Who is the most under-rated Irish author?

I cannot believe The Butcher Boy didn’t win the Booker when it was nominated – it’s the most perfectly executed and accomplished book – so I’d have to say Patrick McCabe. I think because Roddy Doyle’s genius lies in his humour, his achievement can be underestimated too. They are both huge names, but I still think they’re underestimated.

Which do you prefer – ebooks or the traditional print version?

Print.

What is the most beautiful book you own?

The leather-bound and gilded Gideon’s King James Bible I stole from a hotel room when I was 15.

Where and how do you write?

I wrote most of Dublin Seven in the amazing Anam Cara Writers Retreat on the Beara Peninsula in Cork. If you have a clear plan, and you’re serious about getting the work done, it’s the perfect environment. Three meals a day, beautiful views, amazing wilderness, quiet writing spaces – and a brilliant hostess in Sue Booth-Forbes. It’s certainly my ideal writing space. After the first draft is out, the process becomes much less fraught, and is composed mostly of revision and excision. This is more about craft than art, it’s just a matter of putting the time in. I do this at home.

What book changed the way you think about fiction?

Ulysses showed me that, by revealing the general through the particular, fiction can be as true or truer than non-fiction.

What is the most research you have done for a book?
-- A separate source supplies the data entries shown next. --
//! Snippet parser
//!
//! Parses script source into a small AST: `def` blocks containing command
//! calls and scoped `with` statements. Dispatch semantics live in the
//! interpreter; the parser only fixes the shape.

use pest::iterators::Pair;
use pest::Parser;
use pest_derive::Parser;
use serde::{Deserialize, Serialize};
use thiserror::Error;

use crate::value::Value;

#[derive(Parser)]
#[grammar = "parser/script.pest"]
struct SnippetParser;

#[derive(Debug, Error)]
pub enum ParseError {
    #[error("parse error on line {line}: {message}")]
    Grammar { line: usize, message: String },

    #[error("invalid number on line {line}: {literal}")]
    InvalidNumber { line: usize, literal: String },
}

impl From<pest::error::Error<Rule>> for ParseError {
    fn from(err: pest::error::Error<Rule>) -> Self {
        let line = match err.line_col {
            pest::error::LineColLocation::Pos((line, _)) => line,
            pest::error::LineColLocation::Span((line, _), _) => line,
        };
        ParseError::Grammar {
            line,
            message: err.variant.message().to_string(),
        }
    }
}

/* ===================== AST ===================== */

/// A parsed snippet: the ordered list of `def` blocks.
#[derive(Debug, Clone, Serialize, Deserialize)]
pub struct Snippet {
    pub defs: Vec<FnDef>,
}

impl Snippet {
    pub fn def(&self, name: &str) -> Option<&FnDef> {
        self.defs.iter().find(|d| d.name == name)
    }
}

#[derive(Debug, Clone, Serialize, Deserialize)]
pub struct FnDef {
    pub name: String,
    pub params: Vec<String>,
    pub body: Vec<Stmt>,
    pub line: usize,
}

#[derive(Debug, Clone, Serialize, Deserialize)]
#[serde(tag = "t")]
pub enum Stmt {
    Call(Call),
    With { head: Call, body: Vec<Stmt> },
}

#[derive(Debug, Clone, Serialize, Deserialize)]
pub struct Call {
    pub name: String,
    pub args: Vec<Expr>,
    pub kwargs: Vec<(String, Expr)>,
    pub line: usize,
}

#[derive(Debug, Clone, Serialize, Deserialize)]
#[serde(tag = "t", content = "v")]
pub enum Expr {
    Lit(Value),
    Ident(String),
}

/* ===================== Builders ===================== */

pub fn parse_snippet(source: &str) -> Result<Snippet, ParseError> {
    let mut pairs = SnippetParser::parse(Rule::script, source)?;
    let script = pairs.next().ok_or(ParseError::Grammar {
        line: 1,
        message: "empty parse".to_string(),
    })?;

    let mut defs = Vec::new();
    for pair in script.into_inner() {
        if pair.as_rule() == Rule::def {
            defs.push(build_def(pair)?);
        }
    }
    Ok(Snippet { defs })
}

fn unexpected(pair: &Pair<Rule>) -> ParseError {
    ParseError::Grammar {
        line: pair.line_col().0,
        message: format!("unexpected {:?}", pair.as_rule()),
    }
}

fn build_def(pair: Pair<Rule>) -> Result<FnDef, ParseError> {
    let line = pair.line_col().0;
    let mut inner = pair.into_inner();

    let name = match inner.next() {
        Some(p) if p.as_rule() == Rule::ident => p.as_str().to_string(),
        _ => {
            return Err(ParseError::Grammar {
                line,
                message: "def without a name".to_string(),
            })
        }
    };

    let mut params = Vec::new();
    let mut body = Vec::new();
    for p in inner {
        match p.as_rule() {
            Rule::params => {
                params = p.into_inner().map(|i| i.as_str().to_string()).collect();
            }
            Rule::block => {
                body = build_block(p)?;
            }
            _ => return Err(unexpected(&p)),
        }
    }

    Ok(FnDef {
        name,
        params,
        body,
        line,
    })
}

fn build_block(pair: Pair<Rule>) -> Result<Vec<Stmt>, ParseError> {
    pair.into_inner().map(build_stmt).collect()
}

fn build_stmt(pair: Pair<Rule>) -> Result<Stmt, ParseError> {
    let line = pair.line_col().0;
    let inner = pair.into_inner().next().ok_or(ParseError::Grammar {
        line,
        message: "empty statement".to_string(),
    })?;

    match inner.as_rule() {
        Rule::call => Ok(Stmt::Call(build_call(inner)?)),
        Rule::with_stmt => {
            let mut parts = inner.into_inner();
            let head = match parts.next() {
                Some(p) if p.as_rule() == Rule::call => build_call(p)?,
                _ => {
                    return Err(ParseError::Grammar {
                        line,
                        message: "with requires a call".to_string(),
                    })
                }
            };
            let body = match parts.next() {
                Some(p) if p.as_rule() == Rule::block => build_block(p)?,
                _ => {
                    return Err(ParseError::Grammar {
                        line,
                        message: "with requires a block".to_string(),
                    })
                }
            };
            Ok(Stmt::With { head, body })
        }
        _ => Err(unexpected(&inner)),
    }
}

fn build_call(pair: Pair<Rule>) -> Result<Call, ParseError> {
    let line = pair.line_col().0;
    let mut inner = pair.into_inner();

    let name = match inner.next() {
        Some(p) if p.as_rule() == Rule::ident => p.as_str().to_string(),
        _ => {
            return Err(ParseError::Grammar {
                line,
                message: "call without a name".to_string(),
            })
        }
    };

    let mut args = Vec::new();
    let mut kwargs = Vec::new();
    if let Some(arglist) = inner.next() {
        for arg in arglist.into_inner() {
            let item = arg.into_inner().next().ok_or(ParseError::Grammar {
                line,
                message: "empty argument".to_string(),
            })?;
            match item.as_rule() {
                Rule::expr => args.push(build_expr(item)?),
                Rule::kwarg => {
                    let mut kw = item.into_inner();
                    let key = match kw.next() {
                        Some(p) if p.as_rule() == Rule::ident => p.as_str().to_string(),
                        _ => {
                            return Err(ParseError::Grammar {
                                line,
                                message: "keyword argument without a name".to_string(),
                            })
                        }
                    };
                    let value = match kw.next() {
                        Some(p) if p.as_rule() == Rule::expr => build_expr(p)?,
                        _ => {
                            return Err(ParseError::Grammar {
                                line,
                                message: "keyword argument without a value".to_string(),
                            })
                        }
                    };
                    kwargs.push((key, value));
                }
                _ => return Err(unexpected(&item)),
            }
        }
    }

    Ok(Call {
        name,
        args,
        kwargs,
        line,
    })
}

fn build_expr(pair: Pair<Rule>) -> Result<Expr, ParseError> {
    let line = pair.line_col().0;
    let inner = pair.into_inner().next().ok_or(ParseError::Grammar {
        line,
        message: "empty expression".to_string(),
    })?;

    match inner.as_rule() {
        Rule::ident => Ok(Expr::Ident(inner.as_str().to_string())),
        Rule::literal => {
            let lit = inner.into_inner().next().ok_or(ParseError::Grammar {
                line,
                message: "empty literal".to_string(),
            })?;
            let value = match lit.as_rule() {
                Rule::number => {
                    let text = lit.as_str();
                    let n = text.parse::<f64>().map_err(|_| ParseError::InvalidNumber {
                        line,
                        literal: text.to_string(),
                    })?;
                    Value::Num(n)
                }
                Rule::string => {
                    let text = lit.as_str();
                    Value::Str(text[1..text.len() - 1].to_string())
                }
                Rule::boolean => Value::Bool(lit.as_str() == "true"),
                Rule::null => Value::Null,
                _ => return Err(unexpected(&lit)),
            };
            Ok(Expr::Lit(value))
        }
        _ => Err(unexpected(&inner)),
    }
}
I’d love to be able to pass off my partying days as research for Dublin Seven, but that might be letting myself off the hook too easily. Nonetheless, the research for it was just living life. Irvine Welsh said after teaching a creative writing course that the advice he wanted to give most of the students was just to live a bit more, have more experiences. I did fill an artist’s notebook with anecdotes and phrases once I’d decided to write a book. I’d recommend this to anyone; daily life is instantly transformed into research, and life itself becomes more rewarding when you start finding and recording value in the mundane.

What book influenced you the most?

Probably Roddy Doyle’s The Barrytown Trilogy and everything by Irvine Welsh. Those books presented urban settings I could really relate to, and most importantly showed working-class vernacular on the page. If I hadn’t seen it done, I don’t know if I’d have thought to do it.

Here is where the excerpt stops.